Ik heb uw Kamer geïnformeerd over de uitkomst van de analyse van het Ctgb van het onderzoek van Silva e.a. (2017) naar de concentraties van werkzame stof glyfosaat in Europese landbouwgronden. Uit deze analyse bleek dat de gerapporteerde bodemgehalten ruim binnen de concentraties vallen, waarmee gerekend wordt in het dossier van werkzame stof glyfosaat en zijn metaboliet AMPA. Hiervoor geldt dat ze veilig zijn voor mens, dier en milieu (Aanhangsel Handelingen, vergaderjaar 2017–2018, nr. 523).

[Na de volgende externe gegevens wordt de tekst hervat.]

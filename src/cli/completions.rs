use clap::Parser;
use clap_complete::Shell;

/// Arguments for completions command
#[derive(Parser, Debug)]
#[command(after_help = "EXAMPLES:\n  \
                  Generate bash completions:\n    catalog-guard completions bash > ~/.bash_completion.d/catalog-guard\n\n\
                  Generate zsh completions:\n    catalog-guard completions zsh > ~/.zfunc/_catalog-guard\n\n\
                  Generate fish completions:\n    catalog-guard completions fish > ~/.config/fish/completions/catalog-guard.fish")]
pub struct CompletionsArgs {
    /// Shell type
    #[arg(value_enum, ignore_case = true)]
    pub shell: Shell,
}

Het verantwoord gebruik van gewasbeschermingsmiddelen die veilig zijn voor mens, dier en milieu past in mijn visie «Landbouw, Natuur en Voedsel: Waardevol en Verbonden».

Vraag 5

Geven de resultaten van de studie aanleiding tot het indienen van een verzoek aan de Europese Commissie om de European Food Safety Authority (EFSA) te vragen haar advies ten aanzien van glyfosaat te herzien?

Antwoord 5

De resultaten van beide onderzoeken geven geen aanleiding om een verzoek in te dienen bij de EFSA om haar advies over de werkzame stof glyfosaat te herzien.

Vraag 6

Geeft de studie aanleiding om in Nederland het gebruik van glyfosaathoudende middelen in de landbouw verder aan banden te leggen?

Antwoord 6

Nee, deze onderzoeken geven daartoe geen aanleiding.

Vraag 7

Hoe staat het met de uitvoering van de motie van het lid De Groot die ertoe strekt bepaalde toepassingen van glyfosaat in de landbouw te beperken?3

Antwoord 7

Het lid De Groot heeft tijdens het VSO Commissievoorstellen om restricties op te leggen aan het gebruik van drie neonicotinoïden op 26 april jl. een motie ingediend om glyfosaathoudende middelen voor gebruik buiten geïntegreerde gewasbescherming te verbieden. Ik heb uw Kamer in reactie daarop aangegeven dat het Ctgb bezig is met het herbeoordelen van alle in Nederland toegelaten gewasbeschermingsmiddelen op basis van de werkzame stof glyfosaat en dat ik niet vooruit ga lopen op de uitkomst daarvan. Het Ctgb verwacht dat deze herbeoordeling eind 2019 zal zijn afgerond.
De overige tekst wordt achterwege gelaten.